Nuclear data for production of ⁸⁸Y, ¹⁴⁰Nd, ¹⁵³Sm and ¹⁶⁹Yb via novel routes

The possibilities of production of the therapy-related radionuclides ¹⁴⁰Nd, ¹⁵³Sm and ¹⁶⁹Yb, and of ⁸⁸Y, in no-carrier-added form were investigated. For ⁸⁸Y production the nuclear processes ^natSr(p,xn)⁸⁸Y and ^natRb(α, xn)⁸⁸Y over the energy ranges E_p = 14→9 MeV and E_α = 18→12 MeV, respectively, can be utilised, although the former reaction is superior, both in terms of yield and radionuclidic purity. For ¹⁴⁰Nd production the reactions ¹⁴¹Pr(p, 2n)¹⁴⁰Nd and ^natCe(³He, xn)¹⁴⁰Nd were investigated in detail. The optimum energy ranges are E_p = 30→15 MeV and E_³He = 35→ 20 MeV, respectively. Both processes yield high-purity ¹⁴⁰Nd. The former reaction, however, leads to a product yield about 17 times higher than the latter reaction, and is therefore to be preferred. In the case of ¹⁵³Sm, investigations were done on the ¹⁵³Eu(n,p)¹⁵³Sm reaction with 14 MeV d(Be) neutrons as well as on the ¹⁵⁰Nd(α, n)¹⁵³Sm reaction.
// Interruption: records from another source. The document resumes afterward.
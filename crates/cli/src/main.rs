//! quantline command line.
//!
//! `quantline align --config run.json` aligns the cached instrument files
//! named by the configuration and prints a JSON summary, including every
//! configured feature evaluated at the chosen point in time.
//! `quantline import` copies a downloaded CSV into that cache.

use anyhow::{bail, Context, Result};
use clap::{Parser, Subcommand};
use quantline_align::SeriesAligner;
use quantline_core::{parse_config_date, Config, RawRecord, Timestamp};
use quantline_features::{FeatureEngine, HistoryView, InstrumentValues};
use quantline_ingestion::CachedCsvSource;
use serde::Serialize;
use std::collections::BTreeMap;
use std::path::PathBuf;
use tracing::info;

#[derive(Parser)]
#[command(name = "quantline", about = "Align per-instrument history and compute rolling features")]
struct Cli {
    #[command(subcommand)]
    command: Command,
}

#[derive(Subcommand)]
enum Command {
    /// Align cached data and evaluate configured features.
    Align {
        /// JSON configuration file.
        #[arg(long)]
        config: PathBuf,
        /// Evaluate features as of this date instead of the closing time.
        #[arg(long)]
        at: Option<String>,
    },
    /// Copy an instrument's CSV export into the data cache.
    Import {
        /// JSON configuration file naming the cache and date range.
        #[arg(long)]
        config: PathBuf,
        /// Instrument the file belongs to.
        #[arg(long)]
        instrument: String,
        /// CSV file with a header row.
        #[arg(long)]
        file: PathBuf,
    },
}

#[derive(Serialize)]
struct AlignSummary {
    mode: String,
    timestamps: usize,
    first_time: Option<Timestamp>,
    closing_time: Option<Timestamp>,
    instruments: Vec<String>,
    features: Vec<String>,
    evaluated_at: Option<Timestamp>,
    derived: BTreeMap<String, InstrumentValues>,
}

fn init_tracing() {
    tracing_subscriber::fmt()
        .with_env_filter(
            tracing_subscriber::EnvFilter::try_from_default_env()
                .unwrap_or_else(|_| "info".into()),
        )
        .with_writer(std::io::stderr)
        .init();
}

fn run_align(config_path: PathBuf, at: Option<String>) -> Result<()> {
    let config = Config::load(&config_path)
        .with_context(|| format!("loading config {}", config_path.display()))?;
    let source = CachedCsvSource::open(&config.data.cached_folder_name, &config.data.data_set_id)
        .context("opening data cache")?;

    let aligner = SeriesAligner::from_source(&config.data, &source)?;
    let engine = FeatureEngine::new(&config)?;

    let evaluated_at = match at {
        Some(text) => {
            let date = parse_config_date(&text)?;
            let Some(end_of_day) = date.and_hms_opt(23, 59, 59) else {
                bail!("invalid evaluation date {text}");
            };
            Some(end_of_day)
        }
        None => aligner.closing_time(),
    };

    let derived = match evaluated_at {
        Some(time) => {
            let update_num = aligner.timeline().partition_point(|t| *t <= time);
            let view = HistoryView::new(aligner.feature_matrices(), time);
            engine.compute_instrument_features(update_num.saturating_sub(1), time, &view)?
        }
        None => BTreeMap::new(),
    };

    let summary = AlignSummary {
        mode: format!("{:?}", aligner.mode()),
        timestamps: aligner.timeline().len(),
        first_time: aligner.timeline().first().copied(),
        closing_time: aligner.closing_time(),
        instruments: aligner.instrument_ids().to_vec(),
        features: aligner.feature_names().map(str::to_string).collect(),
        evaluated_at,
        derived,
    };
    info!(
        timestamps = summary.timestamps,
        instruments = summary.instruments.len(),
        "Run summary ready"
    );

    println!("{}", serde_json::to_string_pretty(&summary)?);
    Ok(())
}

fn run_import(config_path: PathBuf, instrument: String, file: PathBuf) -> Result<()> {
    let config = Config::load(&config_path)
        .with_context(|| format!("loading config {}", config_path.display()))?;
    let range = config.data.date_range()?;

    let mut reader = csv::Reader::from_path(&file)
        .with_context(|| format!("opening {}", file.display()))?;
    let headers = reader.headers()?.clone();
    let mut records = Vec::new();
    for row in reader.records() {
        let row = row?;
        let record: RawRecord = headers
            .iter()
            .zip(row.iter())
            .map(|(k, v)| (k.to_string(), v.to_string()))
            .collect();
        records.push(record);
    }

    let cache = CachedCsvSource::open(&config.data.cached_folder_name, &config.data.data_set_id)
        .context("opening data cache")?;
    cache.store(&instrument, &range, &records)?;
    info!(
        instrument = %instrument,
        rows = records.len(),
        path = %cache.file_path(&instrument, &range).display(),
        "Imported instrument"
    );
    Ok(())
}

fn main() -> Result<()> {
    init_tracing();
    let cli = Cli::parse();

    match cli.command {
        Command::Align { config, at } => run_align(config, at),
        Command::Import {
            config,
            instrument,
            file,
        } => run_import(config, instrument, file),
    }
}
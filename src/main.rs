use std::{error::Error, fs, io, path::PathBuf, process::ExitCode};

use clap::Parser;
use sicxe_lexer::{Token, Tokenizer, render_optab, render_tokens};
use tracing::Level;

#[derive(Parser)]
#[command(version, about, long_about = None)]
struct Args {
    /// SIC/XE assembly source file
    source: PathBuf,

    /// Also print the operation table
    #[arg(long)]
    optab: bool,

    /// One of `TRACE`, `DEBUG`, `INFO`, `WARN`, or `ERROR`
    #[arg(short, long, default_value_t = Level::INFO)]
    log_level: Level,
}

fn main() -> ExitCode {
    let args = Args::parse();
    tracing_subscriber::fmt()
        .with_max_level(args.log_level)
        .with_writer(io::stderr)
        .init();

    if let Err(e) = main_real(args) {
        tracing::error!("{e}");
        ExitCode::FAILURE
    } else {
        ExitCode::SUCCESS
    }
}

fn main_real(args: Args) -> Result<(), Box<dyn Error>> {
    let source = fs::read(&args.source)
        .map_err(|e| format!("Could not open file {}: {e}", args.source.display()))?;

    let tokenizer = Tokenizer::new()?;
    let mut tokens = tokenizer.tokenize_bytes(&source)?;
    tracing::info!(tokens = tokens.len(), "tokenized {}", args.source.display());
    tokens.push(Token::end_of_input(source.len()));

    if args.optab {
        println!("{}", render_optab(tokenizer.optab()));
    }
    print!("{}", render_tokens(&tokens));

    Ok(())
}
The yield of the (n,p) reaction is very low, but the (α, n) reaction over the energy range E_α = 25→15 MeV offers a good potential for production of no-carrier-added ¹⁵³Sm in quantities sufficient for therapeutic applications. Also for the radionuclide ¹⁶⁹Yb a novel route, viz.¹⁶⁹Tm(p,n)¹⁶⁹Yb reaction, was investigated. A critical comparison of this route with the commonly used (n, γ) route, however, showed that, due to the much higher cost involved, the (p,n) process should be utilised only when there is a real need of the high specific radioactivity product.